La dizaine d’avocats de la défense écarquille les yeux. Marine Le Pen les lève vers le plafond dans un rire narquois. Lors de ce troisième jour d’audience, ce mercredi 2 octobre, les prévenus du procès de l’affaire des assistants parlementaires des eurodéputés du Front national ont eu une mauvaise surprise.
En conclusion de son traditionnel rappel des faits, la présidente du tribunal, Bénédicte de Perthuis, a présenté les différentes sommes qui, pour l’instruction, auraient été détournées par les députés du Front national en employant des assistants parlementaires payés par le Parlement européen alors qu’ils travaillaient en réalité pour leur parti : 513 000 euros pour Jean-Marie Le Pen, 474 000 euros pour Marine Le Pen… pour un total de 3,213 millions d’euros ! Soit le montant inscrit noir sur blanc sur l’ordonnance de renvoi.
Mais voilà que le tribunal projette un second tableau. Cette fois, devant la case « Montants reprochés au RN », la somme passe à 4,503 millions d’euros. Médusée, la défense oscille entre l’incompréhension et l’énervement. « Vous venez nous dire qu’il y aurait une prévention étendue par rapport à l’ordonnance, c’est inacceptable ! » enrage Me Rodolphe Bosselut, qui représente Marine Le Pen.
Potentiel « système » dans l’unique but de rémunérer les salariés du parti
Pourquoi le tribunal, soudain, ajoute plus d’un million d’euros aux sommes concernées dans l’affaire ? En clair, les 3,213 millions étaient l’addition de tous les contrats (entre députés et collaborateurs) de chaque personne physique poursuivie dans ce procès.
Mais le Rassemblement national, en tant que personne morale, est lui aussi poursuivi. En ce qui concerne le mouvement, le tribunal cherchera à savoir, à l’issue des huit semaines d’audience, si le parti a mis en place un « système » consistant à établir des contrats d’assistants parlementaires dans l’unique but de rémunérer les salariés du parti.
Ainsi, le tribunal correctionnel considère que, même si l’accusation a estimé que certains contrats n’étaient pas condamnables individuellement, il est nécessaire de les prendre en compte dans ce procès, car ils peuvent faire partie intégrante de ce potentiel système de détournement de fonds.

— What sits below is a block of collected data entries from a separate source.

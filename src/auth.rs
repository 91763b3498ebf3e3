//! Scope modeling shared by cache keys, the index, and exchange requests.

pub mod scope;

pub use scope::*;
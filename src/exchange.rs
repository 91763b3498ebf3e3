//! Token endpoint client: single-attempt form POSTs for the two grant types the silent
//! pipeline uses.

pub mod cancel;
pub use cancel::*;

// self
use crate::_prelude::*;

/// Boxed future returned by [`TokenTransport::post_form`].
pub type TransportFuture<'a> =
	Pin<Box<dyn Future<Output = Result<FormResponse, BoxError>> + 'a + Send>>;

/// Raw HTTP response handed back by a transport.
#[derive(Clone, Debug)]
pub struct FormResponse {
	/// HTTP status code.
	pub status: u16,
	/// Response body bytes.
	pub body: Vec<u8>,
}
impl FormResponse {
	fn is_success(&self) -> bool {
		(200..300).contains(&self.status)
	}
}

/// Transport seam for the token endpoint.
///
/// One call, one form-encoded POST. Retry and backoff stay with the caller.
pub trait TokenTransport
where
	Self: Send + Sync,
{
	/// Sends an `application/x-www-form-urlencoded` POST and returns the raw response.
	fn post_form<'a>(&'a self, endpoint: &'a Url, form: &'a [(&'a str, &'a str)])
	-> TransportFuture<'a>;
}

/// [`TokenTransport`] over a shared [`reqwest::Client`].
#[cfg(feature = "reqwest")]
#[derive(Clone, Debug, Default)]
pub struct ReqwestTransport {
	client: ReqwestClient,
}
#[cfg(feature = "reqwest")]
impl ReqwestTransport {
	/// Wraps an existing client, sharing its connection pool.
	pub fn new(client: ReqwestClient) -> Self {
		Self { client }
	}
}
#[cfg(feature = "reqwest")]
impl TokenTransport for ReqwestTransport {
	fn post_form<'a>(
		&'a self,
		endpoint: &'a Url,
		form: &'a [(&'a str, &'a str)],
	) -> TransportFuture<'a> {
		Box::pin(async move {
			let response = self
				.client
				.post(endpoint.clone())
				.form(form)
				.send()
				.await
				.map_err(|e| Box::new(e) as BoxError)?;
			let status = response.status().as_u16();
			let body = response.bytes().await.map_err(|e| Box::new(e) as BoxError)?.to_vec();

			Ok(FormResponse { status, body })
		})
	}
}

/// Token endpoint response shape.
///
/// Transient by design: the orchestrator decomposes it into cache entries and never
/// persists it as-is.
#[derive(Clone, Deserialize)]
pub struct TokenSet {
	/// Newly issued access token.
	pub access_token: String,
	/// Newly issued ID token.
	pub id_token: String,
	/// Rotated refresh token, when the issuer rotates on use.
	#[serde(default)]
	pub refresh_token: Option<String>,
	/// Advisory lifetime in seconds; claim-level `exp` is authoritative for caching.
	#[serde(default)]
	pub expires_in: Option<i64>,
	/// Space-joined scope actually granted.
	#[serde(default)]
	pub scope: Option<String>,
	/// Token type, normally `Bearer`.
	#[serde(default)]
	pub token_type: Option<String>,
}
impl Debug for TokenSet {
	fn fmt(&self, f: &mut Formatter) -> FmtResult {
		f.debug_struct("TokenSet")
			.field("access_token", &"<redacted>")
			.field("id_token", &"<redacted>")
			.field("refresh_token", &self.refresh_token.as_ref().map(|_| "<redacted>"))
			.field("expires_in", &self.expires_in)
			.field("scope", &self.scope)
			.field("token_type", &self.token_type)
			.finish()
	}
}

/// Per-call knobs for a token endpoint exchange.
#[derive(Clone, Debug, Default)]
pub struct ExchangeOptions {
	/// Deadline for the whole exchange; elapsing maps to [`Error::Cancelled`].
	pub timeout: Option<StdDuration>,
	/// Caller-held abort signal; firing maps to [`Error::Cancelled`].
	pub cancel: Option<CancelSignal>,
}

/// Client for the issuer's token endpoint.
pub struct ExchangeClient {
	transport: Arc<dyn TokenTransport>,
	token_endpoint: Url,
	client_id: String,
}
impl ExchangeClient {
	/// Builds a client for the given endpoint.
	pub fn new(
		transport: Arc<dyn TokenTransport>,
		token_endpoint: Url,
		client_id: impl Into<String>,
	) -> Self {
		Self { transport, token_endpoint, client_id: client_id.into() }
	}

	/// Redeems an authorization code with its PKCE verifier.
	pub async fn exchange_authorization_code(
		&self,
		code: &str,
		code_verifier: &str,
		redirect_uri: &Url,
		options: &ExchangeOptions,
	) -> Result<TokenSet> {
		let redirect_uri = redirect_uri.to_string();
		let form = [
			("grant_type", "authorization_code"),
			("client_id", self.client_id.as_str()),
			("code", code),
			("code_verifier", code_verifier),
			("redirect_uri", redirect_uri.as_str()),
		];

		self.post(&form, options).await
	}

	/// Redeems a refresh token for the given audience and scope.
	pub async fn exchange_refresh_token(
		&self,
		refresh_token: &str,
		audience: &str,
		scope: &str,
		options: &ExchangeOptions,
	) -> Result<TokenSet> {
		let form = [
			("grant_type", "refresh_token"),
			("client_id", self.client_id.as_str()),
			("refresh_token", refresh_token),
			("audience", audience),
			("scope", scope),
		];

		self.post(&form, options).await
	}

	async fn post(&self, form: &[(&str, &str)], options: &ExchangeOptions) -> Result<TokenSet> {
		let request = self.transport.post_form(&self.token_endpoint, form);
		let response = match (&options.cancel, options.timeout) {
			(Some(cancel), Some(timeout)) => {
				let cancel = cancel.clone();

				tokio::select! {
					response = tokio::time::timeout(timeout, request) =>
						response.map_err(|_| Error::Cancelled)?,
					() = cancel.cancelled() => return Err(Error::Cancelled),
				}
			},
			(Some(cancel), None) => {
				let cancel = cancel.clone();

				tokio::select! {
					response = request => response,
					() = cancel.cancelled() => return Err(Error::Cancelled),
				}
			},
			(None, Some(timeout)) =>
				tokio::time::timeout(timeout, request).await.map_err(|_| Error::Cancelled)?,
			(None, None) => request.await,
		};
		let response = response.map_err(|source| Error::Network { source })?;

		if !response.is_success() {
			return Err(Error::TokenEndpoint {
				status: response.status,
				body: String::from_utf8_lossy(&response.body).into_owned(),
			});
		}

		let mut deserializer = serde_json::Deserializer::from_slice(&response.body);

		serde_path_to_error::deserialize(&mut deserializer)
			.map_err(|source| Error::TokenResponseParse { source })
	}
}
impl Debug for ExchangeClient {
	fn fmt(&self, f: &mut Formatter) -> FmtResult {
		f.debug_struct("ExchangeClient")
			.field("token_endpoint", &self.token_endpoint.as_str())
			.field("client_id", &self.client_id)
			.finish_non_exhaustive()
	}
}

#[cfg(test)]
mod tests {
	// self
	use super::*;

	struct StaticTransport {
		status: u16,
		body: &'static str,
	}
	impl TokenTransport for StaticTransport {
		fn post_form<'a>(
			&'a self,
			_: &'a Url,
			_: &'a [(&'a str, &'a str)],
		) -> TransportFuture<'a> {
			Box::pin(async move {
				Ok(FormResponse { status: self.status, body: self.body.as_bytes().to_vec() })
			})
		}
	}

	struct HangingTransport;
	impl TokenTransport for HangingTransport {
		fn post_form<'a>(
			&'a self,
			_: &'a Url,
			_: &'a [(&'a str, &'a str)],
		) -> TransportFuture<'a> {
			Box::pin(std::future::pending::<Result<FormResponse, BoxError>>())
		}
	}

	fn client(transport: impl TokenTransport + 'static) -> ExchangeClient {
		let endpoint = Url::parse("https://myorg.example.com/oauth2/token")
			.expect("Endpoint fixture should parse.");

		ExchangeClient::new(Arc::new(transport), endpoint, "client1")
	}

	#[tokio::test]
	async fn successful_response_parses_into_a_token_set() {
		let client = client(StaticTransport {
			status: 200,
			body: r#"{"access_token":"a.b.c","id_token":"d.e.f","refresh_token":"rt","expires_in":3600}"#,
		});
		let set = client
			.exchange_refresh_token("rt-old", "myorg.com", "openid", &ExchangeOptions::default())
			.await
			.expect("Well-formed token set should parse.");

		assert_eq!(set.access_token, "a.b.c");
		assert_eq!(set.refresh_token.as_deref(), Some("rt"));
		assert_eq!(set.expires_in, Some(3600));
	}

	#[tokio::test]
	async fn non_success_status_surfaces_status_and_body() {
		let client = client(StaticTransport { status: 400, body: r#"{"error":"invalid_grant"}"# });
		let err = client
			.exchange_refresh_token("rt", "myorg.com", "openid", &ExchangeOptions::default())
			.await
			.expect_err("Non-2xx status must be an error regardless of body.");

		assert!(
			matches!(&err, Error::TokenEndpoint { status: 400, body } if body.contains("invalid_grant"))
		);
	}

	#[tokio::test]
	async fn malformed_success_body_is_a_parse_error() {
		let client = client(StaticTransport { status: 200, body: "not json" });
		let err = client
			.exchange_refresh_token("rt", "myorg.com", "openid", &ExchangeOptions::default())
			.await
			.expect_err("Unparsable 2xx body must be an error.");

		assert!(matches!(err, Error::TokenResponseParse { .. }));
	}

	#[tokio::test]
	async fn elapsed_timeout_maps_to_cancelled() {
		let client = client(HangingTransport);
		let options = ExchangeOptions {
			timeout: Some(StdDuration::from_millis(10)),
			..ExchangeOptions::default()
		};
		let err = client
			.exchange_refresh_token("rt", "myorg.com", "openid", &options)
			.await
			.expect_err("Hanging transport must hit the deadline.");

		assert!(matches!(err, Error::Cancelled));
	}

	#[tokio::test]
	async fn fired_cancel_signal_maps_to_cancelled() {
		let client = client(HangingTransport);
		let (handle, signal) = CancelHandle::new();
		let options = ExchangeOptions { timeout: None, cancel: Some(signal) };
		let exchange = client.exchange_refresh_token("rt", "myorg.com", "openid", &options);

		handle.cancel();

		let err = exchange.await.expect_err("Fired signal must abort the exchange.");

		assert!(matches!(err, Error::Cancelled));
	}

	#[tokio::test]
	async fn redacted_debug_never_prints_token_material() {
		let set = TokenSet {
			access_token: "secret-access".into(),
			id_token: "secret-id".into(),
			refresh_token: Some("secret-refresh".into()),
			expires_in: Some(3600),
			scope: Some("openid".into()),
			token_type: Some("Bearer".into()),
		};
		let rendered = format!("{set:?}");

		assert!(!rendered.contains("secret"));
		assert!(rendered.contains("<redacted>"));
	}
}
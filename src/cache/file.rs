//! File-backed [`CacheBackend`] for CLIs and other processes that outlive a session.

// std
use std::{
	fs::{self, File},
	io::Write,
	path::{Path, PathBuf},
};
// self
use crate::{
	_prelude::*,
	cache::{CacheBackend, CacheError, CacheFuture, CacheValue, SetOptions},
};

#[derive(Clone, Debug, Serialize, Deserialize)]
struct Slot {
	value: CacheValue,
	#[serde(default, skip_serializing_if = "Option::is_none")]
	expires_at: Option<OffsetDateTime>,
}
impl Slot {
	fn is_expired(&self, now: OffsetDateTime) -> bool {
		self.expires_at.is_some_and(|at| at <= now)
	}
}

/// Persists cache entries to a JSON snapshot after each mutation.
///
/// Snapshots are replaced atomically via a temporary file and rename. Entries whose TTL has
/// elapsed are dropped when the snapshot is loaded and skipped at read time.
#[derive(Clone, Debug)]
pub struct FileBackend {
	path: PathBuf,
	inner: Arc<RwLock<HashMap<String, Slot>>>,
}
impl FileBackend {
	/// Opens (or creates) a backend at the provided path, eagerly loading existing data.
	pub fn open(path: impl Into<PathBuf>) -> Result<Self, CacheError> {
		let path = path.into();

		Self::ensure_parent_exists(&path)?;

		let snapshot = if path.exists() { Self::load_snapshot(&path)? } else { HashMap::new() };

		Ok(Self { path, inner: Arc::new(RwLock::new(snapshot)) })
	}

	fn load_snapshot(path: &Path) -> Result<HashMap<String, Slot>, CacheError> {
		let metadata = path.metadata().map_err(|e| CacheError::Backend {
			message: format!("Failed to inspect {}: {e}", path.display()),
		})?;

		if metadata.len() == 0 {
			return Ok(HashMap::new());
		}

		let bytes = fs::read(path).map_err(|e| CacheError::Backend {
			message: format!("Failed to read {}: {e}", path.display()),
		})?;
		let entries: Vec<(String, Slot)> =
			serde_json::from_slice(&bytes).map_err(|e| CacheError::Serialization {
				message: format!("Failed to parse {}: {e}", path.display()),
			})?;
		let now = OffsetDateTime::now_utc();

		Ok(entries.into_iter().filter(|(_, slot)| !slot.is_expired(now)).collect())
	}

	fn ensure_parent_exists(path: &Path) -> Result<(), CacheError> {
		if let Some(parent) = path.parent().filter(|p| !p.as_os_str().is_empty()) {
			fs::create_dir_all(parent).map_err(|e| CacheError::Backend {
				message: format!("Failed to create cache directory {}: {e}", parent.display()),
			})?;
		}
		Ok(())
	}

	fn persist_locked(&self, contents: &HashMap<String, Slot>) -> Result<(), CacheError> {
		Self::ensure_parent_exists(&self.path)?;

		let snapshot: Vec<_> = contents.iter().collect();
		let serialized =
			serde_json::to_vec_pretty(&snapshot).map_err(|e| CacheError::Serialization {
				message: format!("Failed to serialize cache snapshot: {e}"),
			})?;
		let mut tmp_path = self.path.clone();

		tmp_path.set_extension("tmp");

		{
			let mut file = File::create(&tmp_path).map_err(|e| CacheError::Backend {
				message: format!("Failed to create {}: {e}", tmp_path.display()),
			})?;

			file.write_all(&serialized).map_err(|e| CacheError::Backend {
				message: format!("Failed to write {}: {e}", tmp_path.display()),
			})?;
			file.sync_all().map_err(|e| CacheError::Backend {
				message: format!("Failed to sync {}: {e}", tmp_path.display()),
			})?;
		}

		fs::rename(&tmp_path, &self.path).map_err(|e| CacheError::Backend {
			message: format!("Failed to replace {}: {e}", self.path.display()),
		})
	}
}
impl CacheBackend for FileBackend {
	fn get<'a>(&'a self, key: &'a str) -> CacheFuture<'a, Option<CacheValue>> {
		Box::pin(async move {
			let now = OffsetDateTime::now_utc();
			let expired = {
				let slots = self.inner.read();

				match slots.get(key) {
					Some(slot) if slot.is_expired(now) => true,
					Some(slot) => return Ok(Some(slot.value.clone())),
					None => return Ok(None),
				}
			};

			if expired {
				let mut guard = self.inner.write();

				guard.remove(key);
				self.persist_locked(&guard)?;
			}

			Ok(None)
		})
	}

	fn set<'a>(
		&'a self,
		key: &'a str,
		value: CacheValue,
		options: SetOptions,
	) -> CacheFuture<'a, ()> {
		Box::pin(async move {
			let expires_at = options.ttl.map(|ttl| OffsetDateTime::now_utc() + ttl);
			let mut guard = self.inner.write();

			guard.insert(key.to_owned(), Slot { value, expires_at });
			self.persist_locked(&guard)?;

			Ok(())
		})
	}

	fn remove<'a>(&'a self, key: &'a str) -> CacheFuture<'a, ()> {
		Box::pin(async move {
			let mut guard = self.inner.write();

			guard.remove(key);
			self.persist_locked(&guard)?;

			Ok(())
		})
	}
}

#[cfg(test)]
mod tests {
	// std
	use std::{env, process};
	// crates.io
	use serde_json::json;
	use tokio::runtime::Runtime;
	// self
	use super::*;

	fn temp_path() -> PathBuf {
		let unique = format!(
			"oidc_silent_file_cache_{}_{}.json",
			process::id(),
			OffsetDateTime::now_utc().unix_timestamp_nanos(),
		);

		env::temp_dir().join(unique)
	}

	#[test]
	fn set_and_reload_round_trip() {
		let path = temp_path();
		let backend = FileBackend::open(&path).expect("Failed to open cache snapshot.");
		let rt = Runtime::new().expect("Failed to build Tokio runtime for file cache test.");

		rt.block_on(backend.set("k", json!({"v": 1}), SetOptions::default()))
			.expect("Failed to write fixture entry to file cache.");
		drop(backend);

		let reopened = FileBackend::open(&path).expect("Failed to reopen cache snapshot.");
		let fetched = rt
			.block_on(reopened.get("k"))
			.expect("Failed to read fixture entry from file cache.")
			.expect("File cache lost entry after reopen.");

		assert_eq!(fetched, json!({"v": 1}));

		fs::remove_file(&path).unwrap_or_else(|e| {
			panic!("Failed to remove temporary cache snapshot {}: {e}", path.display())
		});
	}

	#[test]
	fn expired_entries_are_dropped_on_reload() {
		let path = temp_path();
		let backend = FileBackend::open(&path).expect("Failed to open cache snapshot.");
		let rt = Runtime::new().expect("Failed to build Tokio runtime for file cache test.");

		rt.block_on(backend.set("gone", json!("x"), SetOptions::with_ttl(Duration::seconds(-1))))
			.expect("Failed to write fixture entry to file cache.");
		rt.block_on(backend.set("live", json!("y"), SetOptions::with_ttl(Duration::hours(1))))
			.expect("Failed to write fixture entry to file cache.");
		drop(backend);

		let reopened = FileBackend::open(&path).expect("Failed to reopen cache snapshot.");

		assert_eq!(
			rt.block_on(reopened.get("gone")).expect("Failed to read from file cache."),
			None
		);
		assert_eq!(
			rt.block_on(reopened.get("live")).expect("Failed to read from file cache."),
			Some(json!("y"))
		);

		fs::remove_file(&path).unwrap_or_else(|e| {
			panic!("Failed to remove temporary cache snapshot {}: {e}", path.display())
		});
	}
}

Ce qui fait mécaniquement augmenter le montant reproché. « Nous nous battrons sur le système », réplique sur son banc Marine Le Pen pour contester l’idée d’une organisation centralisée, quittant son sourire condescendant pour laisser échapper un réel agacement. Car, à l’arrivée, ce gonflement du montant reproché au RN pourrait avoir de lourdes conséquences si le parti était amené à être condamné.
Cette première vraie tension dans cette salle 201 du tribunal de Paris aura donné le ton, alors que les débats au fond vont commencer lundi 7 octobre. Auparavant, le Parlement européen, via son directeur des finances, aura livré sa version des faits. Marine Le Pen devait en faire de même, au nom de l’ensemble des prévenus.
Mais, au moment où nous écrivons ces lignes, son heure n’était pas encore venue et pourrait attendre lundi. Alors, sur son banc, la cheffe de l’extrême droite française trépigne, se frustre, quitte la salle. Loin de la sérénité affichée en début d’après-midi. Sans doute a-t-elle compris que ces deux mois de procès seront moins une occasion de s’expliquer, qu’un risque de perdre gros.